Quickly build Neural Networks in a declarative manner
* i.e. tell Keras **what** kind of NN model/layers you want
* Supports Convolutional (CNN) and Recurrent (RNN) neural networks (or a combo)
* Using TensorFlow itself would give more control of **how** to build a fine-tuned NN

## Models
Two types of implementations for Models:
* The **Sequential** model is the standard way of building a NN by linearly stacking layers
* The **Model Class** can be used to create a more complex NN using the Keras functional API

## Layers
NNs have an input layer, 1 or more hidden layers, and an output layer. Each layer also has an activation function applied to each node which is how learning takes place. Each node uses this function to compute a weighted sum of how much the input contributes to the output.

## Activation Functions
### Overview
The Activation Function (AF) is a weighted, mathematical function applied to the inputs, which results in a final output "score". It could output infinity and completely outweigh any other node if they have smaller values, that's bad. A more practical approach is to apply the same AF to each node and normalize the range to something like -1 to 1. Now they're all on the same playing field in terms of contribution to the final output layer. The actual function can be just about anything, from simple to complex:
* **Step Function**: simple and blunt, yes or no, output is 0 or 1. This is easy to understand, but not the best for a NN. This AF either says, "Yes, my input contributes info to the output, or no it does not." There is no maybe, a little bit, or sort of. This is not the best way to gather info from multiple sources because each one likely contributes something to the final result and we want to compile that info as we move through a deep neural network with many layers.
* **Linear Function**: a straight line, input is proportional to output. This is better, but still bad for three reasons. (1) the output is not bound and could "blow up" to a huge number, or very tiny number, which isn't useful. (2) if every layer has a linear AF, then the whole system is linear and there's no point in having multiple layers, it's really just like one linear function once combined. (3) when we get to back propagation for gradient descent and minimizing the error, the gradient (derivative of the line) is constant and doesn't depend on the input
* **Sigmoid Function**: 'S' shaped, this is better, it's not all or nothing like Step and it is non-linear so multiple layers are more meaningful. Small input changes (x) have a larger affect on the output (y), that's good! It causes this node to eventually figure out whether how to classify the output by drifting towards y=0 or y=1. However, towards the ends of the function (small or large input values) the output has very little change and is nearly flatlined. This means the node is set in its ways and nothing you say can change its mind! That may be good, or bad, but this AF is widely used.
* **Tanh Function**: this is a scaled version of the Sigmoid function, so it has similar characteristics.
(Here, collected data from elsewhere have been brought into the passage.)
/// Stock revision orderings
#[derive(Debug, Clone, Copy, PartialEq, Eq, Default, Serialize, Deserialize)]
#[serde(rename_all = "snake_case")]
pub enum RevisionOrder {
    /// Encounter order
    #[default]
    None,
    /// By numeric revision id
    RevId,
    /// By timestamp, then revision id
    Timestamp,
}

impl AggregateConfig {
    /// Load configuration from a YAML or JSON file
    pub fn load(path: impl AsRef<Path>) -> Result<Self> {
        let path = path.as_ref();
        let content = fs::read_to_string(path).map_err(|e| {
            if e.kind() == std::io::ErrorKind::NotFound {
                Error::FileNotFound {
                    path: path.display().to_string(),
                }
            } else {
                Error::config(format!(
                    "Failed to read config file '{}': {e}",
                    path.display()
                ))
            }
        })?;
        Self::from_yaml(&content)
    }

    /// Parse configuration from YAML (JSON is accepted as a subset)
    pub fn from_yaml(content: &str) -> Result<Self> {
        let config: Self = serde_yaml::from_str(content)?;
        config.validate()?;
        Ok(config)
    }

    /// Check values that parse but cannot work
    pub fn validate(&self) -> Result<()> {
        if let Some(url) = &self.api_url {
            url::Url::parse(url).map_err(|e| Error::invalid_value("api_url", e.to_string()))?;
        }
        if self.http.timeout_secs == 0 {
            return Err(Error::invalid_value("http.timeout_secs", "must be positive"));
        }
        if self.http.initial_backoff_ms > self.http.max_backoff_ms {
            return Err(Error::invalid_value(
                "http.initial_backoff_ms",
                "must not exceed http.max_backoff_ms",
            ));
        }
        Ok(())
    }

    /// Build the query options this configuration describes
    pub fn to_options(&self) -> QueryOptions {
        let settings = &self.aggregation;
        let mut options = match settings.conflict_policy {
            ConflictPolicy::KeepEarlier => QueryOptions::new(),
            ConflictPolicy::Strict => QueryOptions::new().with_conflict_resolver(Strict),
            ConflictPolicy::PreferLater => QueryOptions::new().with_conflict_resolver(PreferLater),
        };
        options = match settings.page_order {
            PageOrder::None => options,
            PageOrder::Title => options.with_page_order(order::pages_by_title),
            PageOrder::PageId => options.with_page_order(order::pages_by_id),
        };
        options = match settings.revision_order {
            RevisionOrder::None => options,
            RevisionOrder::RevId => options.with_revision_order(order::revisions_by_id),
            RevisionOrder::Timestamp => options.with_revision_order(order::revisions_by_timestamp),
        };
        if let Some(limit) = settings.max_empty_responses {
            options = options.with_max_empty_responses(limit);
        }
        options
    }

    /// Build the HTTP transport configuration, `api_url` overriding the file
    pub fn transport_config(&self, api_url: Option<&str>) -> Result<HttpTransportConfig> {
        let url = api_url
            .or(self.api_url.as_deref())
            .ok_or_else(|| Error::config("No API endpoint configured (use --api or api_url)"))?;

        let http = &self.http;
        let mut builder = HttpTransportConfig::builder(url)
            .timeout(Duration::from_secs(http.timeout_secs))
            .max_retries(http.max_retries)
            .backoff(
                http.backoff,
                Duration::from_millis(http.initial_backoff_ms),
                Duration::from_millis(http.max_backoff_ms),
            );
        builder = match &http.rate_limit {
            Some(limit) => builder.rate_limit(limit.clone()),
            None => builder.no_rate_limit(),
        };
        if let Some(lag) = http.maxlag {
            builder = builder.maxlag(lag);
        }
        if let Some(agent) = &self.user_agent {
            builder = builder.user_agent(agent);
        }
        Ok(builder.build())
    }
}
//! Response module
//!
//! Ingests one API response document into a unified view.
//!
//! # Overview
//!
//! The API may return the page collection either as a map keyed by page id
//! (legacy format) or as an ordered list (current format). [`Response`]
//! materializes both into one ordered sequence of [`PageEntry`] values on
//! ingestion, so lookup and merge code never branches on format version.
//! Legacy empty-string flags (`missing: ""`) are normalized to booleans.

mod types;

pub use types::{PageEntry, Redirect, Response, TitleMapping, Warning};
//! # mw-aggregate
//!
//! Incremental aggregation of continued MediaWiki query responses into
//! complete pages and revisions.
//!
//! ## Features
//!
//! - **Entity location**: titles resolved through normalization and
//!   redirect chains, decimal-exact page and revision ids
//! - **Deep merge**: partial entities merged across continued responses
//!   under a pluggable conflict policy
//! - **Governed continuation**: runs of empty responses bounded per request
//! - **Batch aggregation**: generator results merged and ordered per batch
//!
//! ## Quick Start
//!
//! ```rust,ignore
//! use mw_aggregate::{HttpTransport, HttpTransportConfig, OptionOverrides, QueryClient, Result};
//!
//! #[tokio::main]
//! async fn main() -> Result<()> {
//!     let config = HttpTransportConfig::builder("https://en.wikipedia.org/w/api.php").build();
//!     let client = QueryClient::new(HttpTransport::new(config)?);
//!
//!     let mut params = mw_aggregate::QueryParams::new();
//!     params.insert("prop".into(), "links|categories".into());
//!     let page = client
//!         .full_page_by_title("Main Page", params, &OptionOverrides::new())
//!         .await?;
//!
//!     println!("{}", serde_json::to_string_pretty(&page)?);
//!     Ok(())
//! }
//! ```
//!
//! ## Architecture
//!
//! ```text
//! ┌─────────────────────────────────────────────────────────────────┐
//! │                          QueryClient                            │
//! │  full_page_by_title/id   full_revision_by_id   full_pages ...   │
//! └─────────────────────────────────────────────────────────────────┘
//!                                │
//! ┌──────────────┬───────────────┴──────┬──────────────┬───────────┐
//! │ Continuation │      Engine          │   Locate     │   Merge   │
//! ├──────────────┼──────────────────────┼──────────────┼───────────┤
//! │ continue     │ EntityDriver         │ Titles       │ Deep merge│
//! │ tokens       │ RevisionSearch       │ Page ids     │ Conflict  │
//! │ Replay       │ BatchAggregator      │ Revisions    │ resolvers │
//! │              │ EmptyResponseGovernor│              │           │
//! └──────────────┴──────────────────────┴──────────────┴───────────┘
//!                                │
//!                     Transport (HTTP / replay)
//! ```

#![warn(missing_docs)]
#![warn(clippy::all)]
#![warn(clippy::pedantic)]
#![allow(clippy::module_name_repetitions)]
#![allow(clippy::must_use_candidate)]
// Allow common clippy pedantic lints
#![allow(clippy::cast_possible_truncation)]
#![allow(clippy::cast_sign_loss)]
#![allow(clippy::cast_lossless)]
#![allow(clippy::too_many_lines)]
#![allow(clippy::ref_option)]
#![allow(clippy::unused_self)]
#![allow(clippy::items_after_statements)]
#![allow(clippy::unnecessary_wraps)]
#![allow(clippy::match_same_arms)]
#![allow(clippy::needless_pass_by_value)]
#![allow(clippy::unused_async)]
#![allow(clippy::missing_errors_doc)]
#![allow(clippy::missing_panics_doc)]
#![allow(clippy::doc_markdown)]

// ============================================================================
// Module declarations
// ============================================================================

/// Error types
pub mod error;

/// Common types and type aliases
pub mod types;

/// Response document ingestion
pub mod response;

/// Title resolution and entity lookup
pub mod locate;

/// Deep merge of partial entities
pub mod merge;

/// Consecutive empty response bound
pub mod guard;

/// Pull-based response sources
pub mod continuation;

/// Continuation drivers and batch aggregation
pub mod engine;

/// Request shape validation
pub mod request;

/// Transports with retry and rate limiting
pub mod transport;

/// Query options and configuration files
pub mod config;

/// Stock comparators
pub mod order;

/// Aggregating client
pub mod client;

/// Command-line interface
pub mod cli;

// ============================================================================
// Re-exports
// ============================================================================

pub use error::{Error, Result};
pub use types::*;

// Re-export commonly used types
pub use client::QueryClient;
pub use config::{AggregateConfig, OptionOverrides, QueryOptions};
pub use engine::{AggregateStats, DriverState, PageBatches, RevisionBatches, RevisionSearch};
pub use locate::{Page, Revision};
pub use merge::{Conflict, ConflictResolver, KeepEarlierScalars, PreferLater, Strict};
pub use request::{QueryRequest, QueryTarget};
pub use response::Response;
pub use transport::{HttpTransport, HttpTransportConfig, ReplayTransport, Transport};

/// Crate version
pub const VERSION: &str = env!("CARGO_PKG_VERSION");

/// Crate name
pub const NAME: &str = env!("CARGO_PKG_NAME");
The difference is that the gradients are even steeper
* **ReLu Function**: this name is used all the time, what is it? The Rectified Linear Unit is linear if x is greater than 0, otherwise it outputs zero. Overall, it *IS* non-linear and it can speed up deep NN processing by making it less computationally dense. Meaning, if it outputs a zero, then there is less number crunching at the next layer because it's input is zero. However, with a flat-line zero gradient for x < 0, the node will stop responding to variations in input. This causes a dying ReLu neuron which makes this portion of the NN go passive. To remedy this, the flat line for x < 0 can be made into a small slope so it will gradually recover during training (Leaky ReLu) instead of causing that whole portion of the NN to become unresponsive to change.
![title](AF.png)
### Keras Activation Function usage
  Add an AF to each forward layer in 1 of 2 ways:
 1. model.add(Dense(64, activation='tanh'))
 2. model.add(Dense(64)); model.add(Activation('tanh')

  [Available activation functions](https://keras.io/activations/#available-activations):  
 1. **elu**
 2. **selu**
 3. **softplus**
 4. **softsign**
 5. **relu**
 6. **tanh**
 7. **sigmoid**
 8. **hardsigmoid**
 9. **linear**
 10. **softmax**

In [93]:
from keras.models import Sequential
model = Sequential()

Let's create a Sequential model made up of 2 layers
* The 1st layer must have a defined input shape: input_shape=(X,)   or   input_dim=X
 *
* The 2nd layer (output layer) 
 * following layers can infer what shape they should be

In [94]:
from keras.layers import Dense, Activation
model.add(Dense(units=64, input_dim=100))
model.add(Activation('relu'))
model.add(Dense(units=10))
model.add(Activation('softmax'))

In [95]:
model.compile(loss='categorical_crossentropy',
              optimizer='sgd',
              metrics=['accuracy'])

In [96]:
# Generate dummy data
import numpy as np
data = np.random.random((1000, 100))
labels = np.random.randint(2, size=(1000, 1))

In [97]:
from keras.utils import to_categorical
one_hot_labels = to_categorical(labels, num_classes=10) # Convert labels to categorical one-hot encoding

In [98]:
model.fit(data, one_hot_labels, epochs=10, batch_size=32)

Epoch 1/10
Epoch 2/10
Epoch 3/10
Epoch 4/10
Epoch 5/10
Epoch 6/10
Epoch 7/10
Epoch 8/10
Epoch 9/10
Epoch 10/10


<keras.callbacks.History at 0x237e54a3518>